I can't answer your question about flag fish and platy compatibility, but had some other suggestions, all of which would tolerate cooler water conditions.
I have the gold variety of wcmm with black mollies and love the color contrast. You can see the fish in the tank from across the room.
You could check out barbs like the Odessa, if you want to add color and movement to the bottom half of your tank. Keeping decent schools cuts down on nipping issues.
There is also the paradise fish, which is also considered semi-agressive.
For something different, there's the rainbow shiner, a native fish that I've been checking out. Haven't seen these in person but look amazing in photos.


----------



## mattjm20 (Nov 2, 2013)

Some have reported that flag fish can be kind of aggressive. I'm not sure what everyone else has observed, but mine is in a 90G full of rainbows and corydoras and doesn't show any aggression (granted he's pretty small and these are full grown rainbows that easily outswim him). I did have a blue ram that he followed around incessantly when he was first introduced to the tank. He didn't nip him, but followed him like a football cornerback in "trail" position (basically running right on his hip wherever he went). It was a little much and kind of overwhelmed the ram at first.

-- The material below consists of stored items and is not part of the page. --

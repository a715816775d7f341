use rdbops_core::format::{format_number, truncate_key};

use super::{AnalysisContext, Detector, Findings};
use crate::types::{AnomalyCategory, AnomalyLevel};

/// One warning per sampled collection whose element count risks blocking
/// single operations.
pub struct HugeCollectionDetector;

impl Detector for HugeCollectionDetector {
    fn name(&self) -> &'static str {
        "huge_collections"
    }

    fn detect(&self, ctx: &AnalysisContext<'_>) -> Findings {
        let t = &ctx.thresholds.collections;
        let display_chars = ctx.thresholds.large_keys.display_key_chars;

        let anomalies = ctx
            .summary
            .largest_entries(t.sample_size)
            .iter()
            .filter(|e| e.element_count > t.max_elements)
            .map(|e| {
                let elements = format_number(e.element_count);
                ctx.anomaly(
                    AnomalyLevel::Warning,
                    AnomalyCategory::Performance,
                    "Huge Collection Detected",
                )
                .with_description(format!(
                    "Key '{}' ({}) contains {} elements",
                    truncate_key(&e.key, display_chars),
                    e.data_type,
                    elements
                ))
                .with_impact("Operations on huge collections can block Redis and cause latency spikes")
                .with_suggestion(
                    "Consider splitting into smaller collections or using different access patterns",
                )
                .with_value(elements)
            })
            .collect();

        Findings::from_anomalies(anomalies)
    }
}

I'll also add that I had some hair algae growing on my java moss because it was tied up on some d/w near the water's surface (closer to the light) and that has disappeared since I intro'd my flag. That was a welcome change.


----------



## strat_guy (Dec 29, 2014)

At the LFS around here, they keep flagfish in with their plant displays and have them with guppies. I've sat and watched them for a while and never seen aggression. They always seemed more interested in eating. I just bought one yesterday for the same reason. He's been eating, eating, eating, ever since I put him in. Eats every kind of algae and loves the micro snail population that showed up a couple weeks ago. Chews em up and spits out the shell.


----------



## Grah the great (Jul 3, 2013)

It has been suggested that food (or lack of it) may be behind some of the flagfish aggression, and some people have reported fewer problems with flags kept in groups, so that may be worth trying...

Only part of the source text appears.